DESPERATELY SEEKING JOAN - Woman behind the hype - Joan of Arc
Commonweal, March 10, 2000 by Mary Gordon
It was an irony not unregarded by the devil's advocates charged with disproving Joan's qualifications for sanctity. This was only one of the problems with Joan as a saint that they addressed, and it is difficult not to sympathize with their reservations. In examining Joan's history of resistance to her clerical judges, they raised the question of whether this constituted a model of faithful obedience, whether, in presenting her for emulation by the faithful, the church was backing the wrong horse, or filly.
It is important to understand what is in the mind of the church when it names someone a saint and in this context to explore the differences between a saint and a hero. The church's criteria for sainthood are based on a person's having lived an exceptional, in fact unimpeachable, life of virtue. The emphasis is placed upon the three theological and four moral virtues; it is assumed that the candidate would have kept the Ten Commandments of Moses and the six commandments of the church- the latter having to do with questions of fidelity to worship. Keeping the commandments is only paying membership dues in the club of potential salvation; it implies only the minimum compliance (however rare that might be in reality), not the distinction that sainthood implies.
The three theological virtues are faith, hope, and charity; the four moral are prudence, justice, fortitude, and temperance. Whereas none of her devil's advocates questioned whether Joan was an admirable person, they asserted again and again that she was imperfect in the practice of the virtues. One of the devil's advocates, Jean Baptist Lugari, said of her: "Even though she was a most noble heroine, even though she was pious and endowed with the most impeccable morals, still her virtues do not seem to be such as to make her worthy of being proposed by a decree of the Holy See an exemplar to be imitated by the Christian faithful."
Of all those who have tried to understand Joan's life and career, it is only the devil's advocates who have focused in a concerted way on Joan's inconsistencies and erratic behavior. None of them suggests that she is not remarkable, but they note her radical shifts. They bring up several events in her life which they determine to be less than saintly. Some of their objections are easy to dismiss. They accuse her of disobedience to her parents in not telling them about her voices; they fault the perfection of her chastity because of her boasting about it and her willingness to undergo physical examinations to verify it. They are worried that so many different men seem to have mentioned, and therefore seen, her breasts. They charge her with intractableness in refusing to answer the judges at her trial, ignoring the fact that this was her judicial right.
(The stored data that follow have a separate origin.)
// SPDX-License-Identifier: MIT
// Copyright 2026 Roland Dreier <roland@rolandd.dev>

//! Navigation history.

use crate::views::route::AppRoute;

/// Current route plus the back stack.
#[derive(Debug, Clone, Default)]
pub struct Navigator {
    current: AppRoute,
    history: Vec<AppRoute>,
    /// Every navigation, in order, for callers that report it.
    log: Vec<Navigation>,
}

#[derive(Debug, Clone, PartialEq, Eq)]
pub enum Navigation {
    Push(AppRoute),
    Replace(AppRoute),
}

impl Navigator {
    pub fn new(start: AppRoute) -> Self {
        Self {
            current: start,
            ..Self::default()
        }
    }

    pub fn current(&self) -> &AppRoute {
        &self.current
    }

    /// Navigate forward, keeping the current route on the back stack.
    pub fn push(&mut self, route: AppRoute) {
        tracing::debug!(from = %self.current, to = %route, "Navigate");
        let previous = std::mem::replace(&mut self.current, route.clone());
        self.history.push(previous);
        self.log.push(Navigation::Push(route));
    }

    /// Replace the current route without adding a back-stack entry.
    pub fn redirect(&mut self, route: AppRoute) {
        tracing::debug!(from = %self.current, to = %route, "Redirect");
        self.current = route.clone();
        self.log.push(Navigation::Replace(route));
    }

    pub fn history(&self) -> &[AppRoute] {
        &self.history
    }

    pub fn log(&self) -> &[Navigation] {
        &self.log
    }

    /// Number of redirects to `route` so far.
    pub fn redirects_to(&self, route: &AppRoute) -> usize {
        self.log
            .iter()
            .filter(|nav| matches!(nav, Navigation::Replace(r) if r == route))
            .count()
    }
}

#[cfg(test)]
mod tests {
    use super::*;

    #[test]
    fn test_redirect_replaces_current_entry() {
        let mut nav = Navigator::new(AppRoute::Dashboard);
        nav.push(AppRoute::Profile);
        nav.redirect(AppRoute::ProfileSetup);

        assert_eq!(nav.current(), &AppRoute::ProfileSetup);
        assert_eq!(nav.history(), &[AppRoute::Dashboard]);
        assert_eq!(nav.redirects_to(&AppRoute::ProfileSetup), 1);
        assert_eq!(
            nav.log(),
            &[
                Navigation::Push(AppRoute::Profile),
                Navigation::Replace(AppRoute::ProfileSetup),
            ]
        );
    }
}
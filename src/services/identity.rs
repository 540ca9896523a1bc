// SPDX-License-Identifier: MIT
// Copyright 2026 Roland Dreier <roland@rolandd.dev>

//! Identity provider seam.
//!
//! Everything the client needs from an identity provider: sign in, sign out,
//! session-change notifications and a fresh bearer token for the current
//! session. Providers are constructed explicitly and passed down, so tests
//! can swap in [`MockIdentityProvider`].

use crate::models::Session;
use std::collections::BTreeMap;
use std::future::Future;
use std::sync::atomic::{AtomicUsize, Ordering};
use std::sync::{Arc, Mutex, MutexGuard, Weak};

/// Identity provider error categories.
#[derive(Debug, Clone, PartialEq, Eq, thiserror::Error)]
pub enum IdentityError {
    /// No signed-in user, or the session asked about is no longer current.
    #[error("No active session")]
    NoSession,

    /// The provider refused the credentials or refresh token.
    #[error("Identity provider rejected the request: {0}")]
    Rejected(String),

    /// The provider returned a token we could not read.
    #[error("Invalid ID token: {0}")]
    InvalidToken(String),

    /// Transport failure talking to the provider.
    #[error("Identity provider unreachable: {0}")]
    Transport(String),
}

/// Session-change notification.
#[derive(Debug, Clone, PartialEq, Eq)]
pub enum SessionEvent {
    SignedIn(Session),
    SignedOut,
    /// The ID token was renewed; the session itself is unchanged.
    TokenRefreshed(Session),
}

/// Callback invoked for every session event.
pub type Listener = Arc<dyn Fn(&SessionEvent) + Send + Sync>;

/// The capabilities the client consumes from an identity provider.
pub trait IdentityProvider: Send + Sync + 'static {
    type Credentials: Send;

    /// Sign in and notify listeners.
    fn sign_in(
        &self,
        credentials: Self::Credentials,
    ) -> impl Future<Output = Result<Session, IdentityError>> + Send;

    /// Sign out and notify listeners.
    fn sign_out(&self) -> impl Future<Output = Result<(), IdentityError>> + Send;

    fn current_session(&self) -> Option<Session>;

    /// Register a session-change listener.
    ///
    /// The listener is called once right away with the current state, then
    /// once per event in the order the provider emits them, until the
    /// returned handle is dropped.
    fn on_session_change(&self, listener: Listener) -> ListenerHandle;

    /// A bearer token valid right now for `session`.
    ///
    /// Fails with [`IdentityError::NoSession`] if `session` is not the
    /// provider's current session.
    fn id_token(
        &self,
        session: &Session,
    ) -> impl Future<Output = Result<String, IdentityError>> + Send;
}

pub(crate) fn lock<T>(mutex: &Mutex<T>) -> MutexGuard<'_, T> {
    mutex.lock().unwrap_or_else(|poisoned| poisoned.into_inner())
}

#[derive(Default)]
struct RegistryInner {
    next_id: u64,
    listeners: BTreeMap<u64, Listener>,
}

/// Listener bookkeeping shared by provider implementations.
///
/// Providers must call [`ListenerRegistry::register`] and
/// [`ListenerRegistry::emit`] while holding their own state lock so that
/// listeners observe events in state-change order.
#[derive(Clone, Default)]
pub struct ListenerRegistry {
    inner: Arc<Mutex<RegistryInner>>,
}

impl ListenerRegistry {
    pub fn new() -> Self {
        Self::default()
    }

    /// Register `listener`, delivering `initial` to it (and only it) first.
    pub fn register(&self, listener: Listener, initial: &SessionEvent) -> ListenerHandle {
        let mut inner = lock(&self.inner);
        let id = inner.next_id;
        inner.next_id += 1;

        listener(initial);
        inner.listeners.insert(id, listener);

        ListenerHandle {
            id,
            registry: Arc::downgrade(&self.inner),
        }
    }

    /// Deliver `event` to every registered listener, in registration order.
    pub fn emit(&self, event: &SessionEvent) {
        let inner = lock(&self.inner);
        for listener in inner.listeners.values() {
            listener(event);
        }
    }

    pub fn len(&self) -> usize {
        lock(&self.inner).listeners.len()
    }

    pub fn is_empty(&self) -> bool {
        self.len() == 0
    }
}

/// Registration token; dropping it deregisters the listener.
pub struct ListenerHandle {
    id: u64,
    registry: Weak<Mutex<RegistryInner>>,
}

impl Drop for ListenerHandle {
    fn drop(&mut self) {
        if let Some(inner) = self.registry.upgrade() {
            lock(&inner).listeners.remove(&self.id);
        }
    }
}

// ─────────────────────────────────────────────────────────────────────────────
// MockIdentityProvider - in-memory provider for tests and local runs
// ─────────────────────────────────────────────────────────────────────────────

struct MockState {
    session: Option<Session>,
    token: String,
}

/// In-memory identity provider.
///
/// Signs in whatever [`Session`] it is handed and serves a configurable
/// bearer token, counting how often a token was requested.
pub struct MockIdentityProvider {
    state: Mutex<MockState>,
    registry: ListenerRegistry,
    token_requests: AtomicUsize,
}

impl MockIdentityProvider {
    pub fn new_mock() -> Self {
        Self {
            state: Mutex::new(MockState {
                session: None,
                token: "mock-id-token".to_string(),
            }),
            registry: ListenerRegistry::new(),
            token_requests: AtomicUsize::new(0),
        }
    }

    /// Replace the token served from now on, without notifying listeners.
    pub fn set_token(&self, token: impl Into<String>) {
        lock(&self.state).token = token.into();
    }

    /// Rotate the token and emit [`SessionEvent::TokenRefreshed`].
    pub fn refresh_token(&self, token: impl Into<String>) {
        let mut state = lock(&self.state);
        state.token = token.into();
        if let Some(session) = state.session.clone() {
            self.registry.emit(&SessionEvent::TokenRefreshed(session));
        }
    }

    pub fn token_requests(&self) -> usize {
        self.token_requests.load(Ordering::SeqCst)
    }

    pub fn listener_count(&self) -> usize {
        self.registry.len()
    }
}

impl Default for MockIdentityProvider {
    fn default() -> Self {
        Self::new_mock()
    }
}

impl IdentityProvider for MockIdentityProvider {
    type Credentials = Session;

    async fn sign_in(&self, credentials: Session) -> Result<Session, IdentityError> {
        let mut state = lock(&self.state);
        state.session = Some(credentials.clone());
        self.registry
            .emit(&SessionEvent::SignedIn(credentials.clone()));
        Ok(credentials)
    }

    async fn sign_out(&self) -> Result<(), IdentityError> {
        let mut state = lock(&self.state);
        if state.session.take().is_some() {
            self.registry.emit(&SessionEvent::SignedOut);
        }
        Ok(())
    }

    fn current_session(&self) -> Option<Session> {
        lock(&self.state).session.clone()
    }

    fn on_session_change(&self, listener: Listener) -> ListenerHandle {
        let state = lock(&self.state);
        let initial = match &state.session {
            Some(session) => SessionEvent::SignedIn(session.clone()),
            None => SessionEvent::SignedOut,
        };
        self.registry.register(listener, &initial)
    }

    async fn id_token(&self, session: &Session) -> Result<String, IdentityError> {
        self.token_requests.fetch_add(1, Ordering::SeqCst);
        let state = lock(&self.state);
        match &state.session {
            Some(current) if current.uid == session.uid => Ok(state.token.clone()),
            _ => Err(IdentityError::NoSession),
        }
    }
}
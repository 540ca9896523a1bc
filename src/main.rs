// SPDX-License-Identifier: MIT
// Copyright 2026 Roland Dreier <roland@rolandd.dev>

//! Bikers command-line client
//!
//! Signs in with Firebase and renders one screen of the Bikers app per
//! subcommand: the bike catalog, a bike's details, or the rider profile.

use anyhow::{bail, Context};
use bikers_app::{
    config::Config,
    services::{FirebaseAuth, FirebaseCredentials, IdentityProvider},
    views::{AppRoute, BikeDetailView, CatalogView, Navigation, Navigator, ProfileEditor, ProfileSetupView},
    AppContext,
};
use clap::{Parser, Subcommand};
use std::sync::Arc;
use tracing_subscriber::{layer::SubscriberExt, util::SubscriberInitExt, EnvFilter};

#[derive(Parser, Debug)]
#[command(author, version, about)]
struct Args {
    #[command(subcommand)]
    command: Command,
}

#[derive(Subcommand, Debug)]
enum Command {
    /// List the bike catalog
    Bikes,
    /// Show one bike
    Bike { id: String },
    /// Show your profile
    Profile,
    /// Change your name and bike
    EditProfile {
        #[arg(long)]
        name: String,
        /// Catalog id of your bike
        #[arg(long, conflicts_with = "bike_name")]
        bike_id: Option<String>,
        /// Your bike's name, if it is not in the catalog
        #[arg(long)]
        bike_name: Option<String>,
    },
    /// Create your profile
    Setup {
        #[arg(long)]
        name: String,
        #[arg(long)]
        bike_name: String,
    },
}

impl Command {
    fn route(&self) -> AppRoute {
        match self {
            Command::Bikes => AppRoute::Dashboard,
            Command::Bike { id } => AppRoute::BikeDetail(id.clone()),
            Command::Profile | Command::EditProfile { .. } => AppRoute::Profile,
            Command::Setup { .. } => AppRoute::ProfileSetup,
        }
    }
}

#[tokio::main(flavor = "current_thread")]
async fn main() -> anyhow::Result<()> {
    init_logging();
    let args = Args::parse();

    let config = Config::from_env().context("Failed to load configuration")?;
    let http = config.http_client()?;
    let auth = Arc::new(FirebaseAuth::new(&config, http.clone()));
    let ctx = AppContext::with_http(config, http, auth.clone());

    let session = ctx
        .identity
        .sign_in(credentials_from_env()?)
        .await
        .context("Sign-in failed")?;
    tracing::info!(uid = %session.uid, "Session ready");

    let mut navigator = Navigator::new(args.command.route());
    match args.command {
        Command::Bikes => {
            let mut view = CatalogView::new();
            view.load(&ctx, &mut navigator).await;
            print!("{}", view);
        }
        Command::Bike { id } => {
            let mut view = BikeDetailView::new(id);
            view.load(&ctx, &mut navigator).await;
            print!("{}", view);
        }
        Command::Profile => {
            let mut view = ProfileEditor::new();
            view.load(&ctx, &mut navigator).await;
            print!("{}", view);
        }
        Command::EditProfile {
            name,
            bike_id,
            bike_name,
        } => {
            let mut view = ProfileEditor::new();
            view.load(&ctx, &mut navigator).await;
            view.begin_edit(&ctx).await;
            if !view.is_editing() {
                print!("{}", view);
                bail!("Profile is not available for editing");
            }

            view.set_name(&name);
            if let Some(id) = bike_id {
                view.select_bike(&id);
            } else if let Some(bike_name) = bike_name {
                view.set_bike_name(&bike_name);
            }
            view.save(&ctx).await;
            print!("{}", view);
        }
        Command::Setup { name, bike_name } => {
            let mut view = ProfileSetupView::new();
            view.load(&ctx).await;
            view.set_name(&name);
            view.set_bike_name(&bike_name);
            if view.submit(&ctx, &mut navigator).await {
                let mut profile = ProfileEditor::new();
                profile.load(&ctx, &mut navigator).await;
                print!("{}", profile);
            } else {
                print!("{}", view);
            }
        }
    }

    for navigation in navigator.log() {
        match navigation {
            Navigation::Push(route) => println!("-> {}", route),
            Navigation::Replace(AppRoute::ProfileSetup) => println!(
                "-> {} (no profile yet; run `setup --name <NAME> --bike-name <BIKE>`)",
                AppRoute::ProfileSetup
            ),
            Navigation::Replace(route) => println!("-> {}", route),
        }
    }

    if let Some(refresh_token) = auth.refresh_token() {
        tracing::debug!(len = refresh_token.len(), "Refresh token available for reuse");
    }
    auth.sign_out().await?;
    Ok(())
}

/// Read sign-in credentials from the environment.
fn credentials_from_env() -> anyhow::Result<FirebaseCredentials> {
    if let Ok(refresh_token) = std::env::var("BIKERS_REFRESH_TOKEN") {
        return Ok(FirebaseCredentials::RefreshToken(refresh_token));
    }

    match (std::env::var("BIKERS_EMAIL"), std::env::var("BIKERS_PASSWORD")) {
        (Ok(email), Ok(password)) => Ok(FirebaseCredentials::EmailPassword { email, password }),
        _ => bail!("Set BIKERS_EMAIL and BIKERS_PASSWORD, or BIKERS_REFRESH_TOKEN"),
    }
}

/// Initialize logging on stderr; JSON when `LOG_FORMAT=json`.
fn init_logging() {
    let filter = EnvFilter::try_from_default_env()
        .unwrap_or_else(|_| EnvFilter::new("bikers_app=debug,info"));
    let registry = tracing_subscriber::registry().with(filter);

    if std::env::var("LOG_FORMAT").is_ok_and(|v| v == "json") {
        registry
            .with(
                tracing_subscriber::fmt::layer()
                    .json()
                    .with_target(false)
                    .with_current_span(true)
                    .flatten_event(true)
                    .with_writer(std::io::stderr),
            )
            .init();
    } else {
        registry
            .with(
                tracing_subscriber::fmt::layer()
                    .compact()
                    .with_writer(std::io::stderr),
            )
            .init();
    }
}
More serious for Joan's admirers, they insist, that her throwing herself out of a seven-story tower was an act either of attempted suicide, or presumption, or at best, a lack of submission to her unjust judges, thereby refusing the example of Jesus. They note that she lied by her own admission about the details of an angel bringing the king's crown. They suggest that her voices might have been the result of a hysterical delusion, and remark that even correct prophecy isn't indicative of the holiness of the visions: They cite the case of Savonarola.